# [PROBLEM TO WORK ON]
The output is the lines below from the one with "Score to return" through the one with "Bound::Lower if self.score", both included, printed exactly and with no other line.

# [MATERIALS PROVIDED]

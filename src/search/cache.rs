//! Position cache (transposition table) with bound-tagged entries
//!
//! Alpha-beta only returns an exact score when the true value falls inside
//! the window it was searched with. A fail-high return is a lower bound and
//! a fail-low return is an upper bound, so every entry records which of the
//! three it holds and `probe` reuses it only when that is enough to answer
//! the current window.
//!
//! Entries are keyed by the Zobrist hash of the position together with the
//! remaining depth. Nothing is evicted: the key space of one fixed-depth
//! search is bounded by the positions reachable at that depth.

use std::collections::HashMap;
use std::fs::File;
use std::io::{BufReader, BufWriter, Write};
use std::path::Path;

use serde::{Deserialize, Serialize};

use crate::board::Board;
use crate::error::{EngineError, EngineResult};
use crate::eval::Score;

/// Bumped whenever the snapshot layout or the key derivation changes
pub const SNAPSHOT_VERSION: u32 = 1;

/// What a stored score says about the true value
#[derive(Debug, Clone, Copy, PartialEq, Eq, Serialize, Deserialize)]
pub enum Bound {
    /// The score is the value of the node
    Exact,
    /// Fail-high: the value is at least the score
    Lower,
    /// Fail-low: the value is at most the score
    Upper,
}

/// Position plus remaining depth
#[derive(Debug, Clone, Copy, PartialEq, Eq, Hash, Serialize, Deserialize)]
pub struct CacheKey {
    pub hash: u64,
    pub depth: u8,
}

impl CacheKey {
    pub fn new(board: &Board, depth: u8) -> Self {
        Self {
            hash: board.zobrist(),
            depth,
        }
    }
}

#[derive(Debug, Clone, Copy, PartialEq, Eq, Serialize, Deserialize)]
pub struct CacheEntry {
    pub score: Score,
    pub bound: Bound,
}

impl CacheEntry {
    /// Score to return for a node searched with `(alpha, beta)`, if the
    /// entry is strong enough to decide it
    pub fn usable(&self, alpha: Score, beta: Score) -> Option<Score> {
        match self.bound {
            Bound::Exact => Some(self.score),
            Bound::Lower if self.score >= beta => Some(self.score),
            Bound::Upper if self.score <= alpha => Some(self.score),
            _ => None,
        }
    }
}

#[derive(Serialize, Deserialize)]
struct CacheSnapshot {
    version: u32,
    fingerprint: String,
    entries: Vec<(CacheKey, CacheEntry)>,
}

/// Memo of subtree scores owned by one search engine
#[derive(Debug, Default, Clone)]
pub struct PositionCache {
    entries: HashMap<CacheKey, CacheEntry>,
}

impl PositionCache {
    pub fn new() -> Self {
        Self::default()
    }

    pub fn get(&self, key: CacheKey) -> Option<CacheEntry> {
        self.entries.get(&key).copied()
    }

    /// Store a result. An exact entry is only replaced by another exact one.
    pub fn put(&mut self, key: CacheKey, score: Score, bound: Bound) {
        let entry = CacheEntry { score, bound };
        match self.entries.get(&key) {
            Some(existing) if existing.bound == Bound::Exact && bound != Bound::Exact => {}
            _ => {
                self.entries.insert(key, entry);
            }
        }
    }

    /// Window-aware lookup
    pub fn probe(&self, key: CacheKey, alpha: Score, beta: Score) -> Option<Score> {
        self.entries.get(&key)?.usable(alpha, beta)
    }

    pub fn len(&self) -> usize {
        self.entries.len()
    }

    pub fn is_empty(&self) -> bool {
        self.entries.is_empty()
    }

    pub fn clear(&mut self) {
        self.entries.clear();
    }

    /// Write a snapshot tagged with the evaluator that produced the scores
    pub fn save(&self, path: &Path, fingerprint: &str) -> EngineResult<()> {
        let snapshot = CacheSnapshot {
            version: SNAPSHOT_VERSION,
            fingerprint: fingerprint.to_string(),
            entries: self.entries.iter().map(|(k, v)| (*k, *v)).collect(),
        };
        let mut writer = BufWriter::new(File::create(path)?);
        bincode::serialize_into(&mut writer, &snapshot)?;
        writer.flush()?;
        Ok(())
    }

    /// Read a snapshot, refusing one written by another evaluator or layout
    pub fn load(path: &Path, fingerprint: &str) -> EngineResult<Self> {
        let reader = BufReader::new(File::open(path)?);
        let snapshot: CacheSnapshot = bincode::deserialize_from(reader)?;

        if snapshot.version != SNAPSHOT_VERSION {
            return Err(EngineError::CacheFormat {
                message: format!(
                    "snapshot version {} (expected {})",
                    snapshot.version, SNAPSHOT_VERSION
                ),
            });
        }
        if snapshot.fingerprint != fingerprint {
            return Err(EngineError::CacheFormat {
                message: format!(
                    "snapshot written by evaluator '{}' (current '{}')",
                    snapshot.fingerprint, fingerprint
                ),
            });
        }

        Ok(Self {
            entries: snapshot.entries.into_iter().collect(),
        })
    }
}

# [ANSWER BOX]
    /// Score to return for a node searched with `(alpha, beta)`, if the
    /// entry is strong enough to decide it
    pub fn usable(&self, alpha: Score, beta: Score) -> Option<Score> {
        match self.bound {
            Bound::Exact => Some(self.score),
            Bound::Lower if self.score >= beta => Some(self.score),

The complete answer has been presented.